Every day we see headlines about all manner of heinous crimes committed by who-knows-what kind of depraved beings, but there is no getting used to it…perhaps the worst of these are crimes committed against children. Of all the known cases of child abuse there are a few that stand out as especially horrific, such as the case of Sylvia Likens, a young teen who met her fate in Indiana in the 1960s.
Sylvia (played by Ellen Page) and her sister Jennie (Hayley McFarland) are befriended by a couple of friendly girls on the bus after church one Sunday afternoon who invite them back to their house to play. The girls get along splendidly and when Sylvia’s and Jennie’s father comes to pick them up he gets an offer from the likable matron of the house, Gertrude (Catherine Keener), to leave his daughters there for a nominal fee so he and his wife can continue working carnivals without worrying about dragging their children along. Out of such a benign beginning a nightmare is born.
Life goes on as usual in the busy house, but as time goes on it becomes clear that its occupants are not quite as they seem…Gertrude is a single mother with a penchant for men much younger than herself and her oldest daughter Paula (Ari Graynor) seems keen to follow in her mother’s footsteps but with older, married men. When Sylvia attempts to save Paula from a bad situation with one of Paula’s male friends she unwittingly sets off a chain of events that will prove just how disturbed this family really is.
I actually knew nothing about this particular case when I first watched the movie, in fact I’d skipped over the movie many times on the movie channels because at a glance I thought it was American Crime which I had already seen, but finally saw it by chance one night and it left quite an impression. As you’ve probably already guessed the movie is based on a true story and while steps were taken to keep it from being graphic it has some very disturbing content…we’re talking about a young girl who was cut, burned, branded, beat, and subjected to many more forms of torture by her caretaker, the other kids she lived with and even various neighborhood peers. I’m told the facts of the case were much more graphic than it was made in the movie and I am curious to know what those were for education’s sake, but the film definitely included enough to horrify and really drive the point home.

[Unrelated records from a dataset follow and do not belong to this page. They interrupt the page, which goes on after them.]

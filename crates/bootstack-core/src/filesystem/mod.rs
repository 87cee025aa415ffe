//! Filesystem helpers operating on an unpacked image rootfs.

pub mod access;
pub mod copy;

use std::path::{Component, Path, PathBuf};

/// Joins an absolute in-image path onto a host rootfs directory.
///
/// Leading `/`, `.` and `..` components are dropped so the result never
/// escapes `rootfs`.
#[must_use]
pub fn rootfs_join(rootfs: &Path, image_path: &str) -> PathBuf {
    let mut out = rootfs.to_path_buf();
    for component in Path::new(image_path).components() {
        if let Component::Normal(part) = component {
            out.push(part);
        }
    }
    out
}
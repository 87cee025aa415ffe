//! Dependency install stage.

use crate::descriptor::recipe::DependencyStep;
use crate::error::{BuildError, Result};
use crate::installer::{InstallSession, PackageInstaller, prune_caches};
use crate::manifest::DependencyManifest;
use crate::stage::{BuildContext, Stage};

/// Copies the dependency manifest into the image and runs the installer.
///
/// The manifest is checked before anything runs: a missing manifest
/// fails the stage with no installer invocation and no files changed.
#[derive(Debug)]
pub struct DependencyStage {
    step: Option<DependencyStep>,
    installer: Box<dyn PackageInstaller>,
}

impl DependencyStage {
    /// Creates the stage; `step` is `None` when nothing is declared.
    #[must_use]
    pub fn new(step: Option<DependencyStep>, installer: Box<dyn PackageInstaller>) -> Self {
        Self { step, installer }
    }
}

impl Stage for DependencyStage {
    fn name(&self) -> &'static str {
        "dependencies"
    }

    fn commits_layer(&self) -> bool {
        self.step.is_some()
    }

    fn describe(&self) -> String {
        match &self.step {
            Some(step) => format!("install {} ({})", step.manifest, self.installer.name()),
            None => "install (none)".into(),
        }
    }

    fn apply(&self, ctx: &mut BuildContext<'_>) -> Result<()> {
        let Some(step) = &self.step else {
            tracing::info!("no dependency manifest declared, skipping install");
            return Ok(());
        };

        let manifest_path = ctx.context_dir.join(&step.manifest);
        if !manifest_path.is_file() {
            return Err(BuildError::ManifestMissing {
                path: manifest_path,
            });
        }
        let manifest = match DependencyManifest::load(&manifest_path) {
            Ok(manifest) => manifest,
            Err(BuildError::Manifest { line, message }) => {
                ctx.warn(format!(
                    "{} line {line}: {message}; passed to the installer unchecked",
                    step.manifest
                ));
                DependencyManifest::default()
            }
            Err(e) => return Err(e),
        };
        tracing::info!(
            manifest = %step.manifest,
            requirements = manifest.requirements.len(),
            options = manifest.options.len(),
            installer = self.installer.name(),
            "installing dependencies"
        );

        let image_manifest = super::copy_into_image(ctx, &manifest_path, &step.dest, false)?;
        self.installer.configure(&mut ctx.config);
        let session = InstallSession {
            rootfs: &ctx.rootfs,
            config: &ctx.config,
            manifest: &image_manifest,
            isolation: ctx.isolation,
            allow_host: ctx.allow_host_install,
        };
        self.installer.install(&session)?;

        let pruned = prune_caches(&ctx.rootfs, self.installer.cache_paths())?;
        tracing::debug!(
            pruned = pruned.len(),
            paths = ?pruned,
            "package caches excluded from dependency layer"
        );
        Ok(())
    }
}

I’m not sure exactly how this film was received by the public at large because, as I mentioned, I found it by accident…but I’d never heard of it before and it doesn’t seem to be very well-known and I’m at a loss of why that is…certainly it’s exceptionally disturbing, but played out very well and will definitely plant an image in the viewer’s mind that will not go away very quickly. Despite being based on a true story there is an element of drama and will certainly keep a person’s attention…the ending can be slightly confusing and I’ve heard mixed reviews about it, I personally thought it was very well put-together and had a lot of impact when the actual events were revealed.
For acting, I don’t think they could have found anyone better than Catherine Keener to play the part f Gertrude, she did very well at progressing from a harmless housewife to a deranged abuser convincingly, perhaps making it easier to see how someone could have been taken in by a person that could do something like that to a young girl. As for Ellen Page…I’d only ever seen her in a very minor part in X-Men: The Last Stand before and so never gotten a good idea of her skills, now all I can say is that is one very talented actress, she did an awesome job in what must have been a challenging role and I look forward to seeing more from her.
Overall I think this must have been a very difficult subject to create a movie around for its very sensitive and disturbing nature but that writer/director Tommy O’Haver handled very well and created a poignant film that dragged on occasion but for the most part moved along steadily. I certainly wouldn’t recommend this movie to everyone because of its nature, though it tells a story that needs to be remembered as much as A Child Called It to help prevent history from repeating itself.